# ConnectedDrive down



## DJHakim (Feb 15, 2006)

BMW Assist mentioned that BMW has had problems with their ConnectedDrive servers/services for the last month. They mentioned many are affected and their may be compensation for those affected by the outage.

For me, I cannot see or set all of my services online, nor can I add a vehicle w/o error. So, I cannot even set a map region for OTA updates. Moreover, the ConnectedDrive menu in iDrive 6 returns an error. Things are spotty all around.

Anyone else? 
(I am not sure this is the proper forum for this topic.)


----------



## luigi524td (Apr 4, 2005)

YUP Connected Drive (APP on Android) has been funky for a few days. Wasn't reporting / updating on vehicle info or status. Thought it was an Android update recently pushed to my cell but the same problem persisted on my Tablet. Went thru the usual steps - deleted cache, uninstalled/reinstalled ... etc etc.
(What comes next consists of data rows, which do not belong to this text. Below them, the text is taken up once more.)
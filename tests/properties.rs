//! Property tests for the fixed-point helpers, the ledger and the exchange.

use flashliq::prelude::*;
use flashliq::utils::math::{flash_fee, flash_repayment, scale_decimals};
use proptest::prelude::*;

// ═══════════════════════════════════════════════════════════════════════════════
// HELPERS
// ═══════════════════════════════════════════════════════════════════════════════

fn machine(ltv_bps: u64, price: i128) -> ProtocolStateMachine {
    machine_with_decimals(ltv_bps, price, (6, 18, 18))
}

/// `(borrow, collateral, price)` decimals
fn machine_with_decimals(ltv_bps: u64, price: i128, decimals: (u8, u8, u8)) -> ProtocolStateMachine {
    let (borrow, collateral, price_decimals) = decimals;
    let params = ProtocolParams::default()
        .with_ltv(ltv_bps)
        .with_decimals(borrow, collateral, price_decimals);
    ProtocolStateMachine::new(params, Deployment::default(), price).unwrap()
}

fn fund(sm: &mut ProtocolStateMachine, asset: AssetKind, who: Address, amount: u128, spender: Spender) {
    sm.execute_all([
        ProtocolOperation::Faucet { asset, to: who, amount },
        ProtocolOperation::Approve {
            owner: who,
            asset,
            spender,
            amount: u128::MAX,
        },
    ])
    .unwrap();
}

#[derive(Debug, Clone)]
enum LedgerAction {
    Deposit(u128),
    Borrow(u128),
    Repay(u128),
    Withdraw(u128),
}

fn ledger_action() -> impl Strategy<Value = (bool, LedgerAction)> {
    ledger_action_sized(100_000_000_000_000_000_000, 1_000_000_000_000)
}

fn ledger_action_sized(max_collateral: u128, max_debt: u128) -> impl Strategy<Value = (bool, LedgerAction)> {
    let action = prop_oneof![
        (1..max_collateral).prop_map(LedgerAction::Deposit),
        (1..max_debt).prop_map(LedgerAction::Borrow),
        (1..max_debt).prop_map(LedgerAction::Repay),
        (1..max_collateral).prop_map(LedgerAction::Withdraw),
    ];
    (any::<bool>(), action)
}

/// Runs `actions` against two funded accounts, checking solvency and debt
/// bookkeeping after each one.
fn run_ledger_actions(
    mut sm: ProtocolStateMachine,
    liquidity: u128,
    actions: Vec<(bool, LedgerAction)>,
) -> std::result::Result<(), TestCaseError> {
    let d = *sm.deployment();
    let accounts = [Address::from_label("alice"), Address::from_label("bob")];

    sm.execute(ProtocolOperation::Faucet {
        asset: AssetKind::Borrow,
        to: d.ledger,
        amount: liquidity,
    })
    .unwrap();
    for account in accounts {
        fund(&mut sm, AssetKind::Collateral, account, liquidity, Spender::Ledger);
        sm.execute(ProtocolOperation::Approve {
            owner: account,
            asset: AssetKind::Borrow,
            spender: Spender::Ledger,
            amount: u128::MAX,
        })
        .unwrap();
    }

    for (second, action) in actions {
        let caller = accounts[second as usize];
        let op = match action {
            LedgerAction::Deposit(amount) => ProtocolOperation::Deposit { caller, amount },
            LedgerAction::Borrow(amount) => ProtocolOperation::Borrow { caller, amount },
            LedgerAction::Repay(amount) => ProtocolOperation::Repay { caller, amount },
            LedgerAction::Withdraw(amount) => ProtocolOperation::Withdraw { caller, amount },
        };
        let _ = sm.execute(op);

        let state = sm.state();
        prop_assert!(state.ledger.verify_solvency(&state.oracle).unwrap());
        for account in accounts {
            let position = state.ledger.position(&account);
            prop_assert_eq!(
                state.assets.balance_of(&d.borrow_asset, &account).unwrap(),
                position.borrowed
            );
        }
    }
    Ok(())
}

// ═══════════════════════════════════════════════════════════════════════════════
// PROPERTIES
// ═══════════════════════════════════════════════════════════════════════════════

proptest! {
    #[test]
    fn flash_fee_exceeds_three_in_997(amount in 0u128..u64::MAX as u128) {
        let fee = flash_fee(amount).unwrap();
        prop_assert!(fee * 997 > amount * 3);
        prop_assert_eq!(flash_repayment(amount).unwrap(), amount + fee);
    }

    #[test]
    fn scale_up_then_down_is_exact(
        amount in 0u128..u64::MAX as u128,
        from in 0u8..=18,
        extra in 0u8..=18,
    ) {
        let to = from + extra;
        let scaled = scale_decimals(amount, from, to).unwrap();
        prop_assert_eq!(scale_decimals(scaled, to, from).unwrap(), amount);
    }

    #[test]
    fn ledger_stays_solvent(
        ltv_bps in 1u64..=10_000,
        price in 1i128..10_000_000_000_000_000,
        actions in prop::collection::vec(ledger_action(), 1..24),
    ) {
        run_ledger_actions(machine(ltv_bps, price), 1_000_000_000_000_000_000_000_000, actions)?;
    }

    #[test]
    fn ledger_stays_solvent_with_same_precision(
        ltv_bps in 1u64..=10_000,
        price in 1i128..10_000_000_000_000_000,
        actions in prop::collection::vec(
            ledger_action_sized(100_000_000_000_000_000_000_000, 10_000_000_000_000_000_000_000_000),
            1..24,
        ),
    ) {
        // 18-decimal debt and collateral; debt values reach 1e10 units
        let sm = machine_with_decimals(ltv_bps, price, (18, 18, 18));
        run_ledger_actions(sm, 100_000_000_000_000_000_000_000_000_000, actions)?;
    }

    #[test]
    fn ledger_stays_solvent_with_downscaled_collateral(
        ltv_bps in 1u64..=10_000,
        price in 1i128..100_000_000_000_000_000,
        actions in prop::collection::vec(
            ledger_action_sized(10_000_000_000, 10_000_000_000_000_000_000_000_000),
            1..24,
        ),
    ) {
        // 18-decimal debt against 8-decimal collateral truncates on rescale
        let sm = machine_with_decimals(ltv_bps, price, (18, 8, 18));
        run_ledger_actions(sm, 100_000_000_000_000_000_000_000_000_000, actions)?;
    }

    #[test]
    fn swaps_never_shrink_the_product(
        reserve0 in 1u128..1_000_000_000_000_000_000,
        reserve1 in 1u128..1_000_000_000_000_000_000,
        trades in prop::collection::vec((any::<bool>(), 1u128..1_000_000_000_000_000_000), 1..8),
    ) {
        let mut sm = machine(10_000, 1);
        let lp = Address::from_label("lp");
        let trader = Address::from_label("trader");

        fund(&mut sm, AssetKind::Collateral, lp, reserve0, Spender::Exchange);
        fund(&mut sm, AssetKind::Borrow, lp, reserve1, Spender::Exchange);
        sm.execute(ProtocolOperation::Initialize { caller: lp, amount0: reserve0, amount1: reserve1 })
            .unwrap();

        fund(&mut sm, AssetKind::Collateral, trader, 8_000_000_000_000_000_000, Spender::Exchange);
        fund(&mut sm, AssetKind::Borrow, trader, 8_000_000_000_000_000_000, Spender::Exchange);

        let mut product = sm.state().exchange.invariant();
        for (sell_zero, amount) in trades {
            let op = if sell_zero {
                ProtocolOperation::Sell0 { caller: trader, amount }
            } else {
                ProtocolOperation::Sell1 { caller: trader, amount }
            };
            sm.execute(op).unwrap();

            let next = sm.state().exchange.invariant();
            prop_assert!(next >= product);
            product = next;
        }
    }
}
Today it seems to be functioning "normally". I think someone in Munich Land forgot to wind up the servers ? ?


----------



## DJHakim (Feb 15, 2006)

​
I'd try logging in here to verify what you have:
https://connecteddrive.bmwusa.com

If you report your issues to BMW Assist 1-888-333-6118, they'd open a ticket and supposedly let you know when things are back up and if you get comped somehow.


----------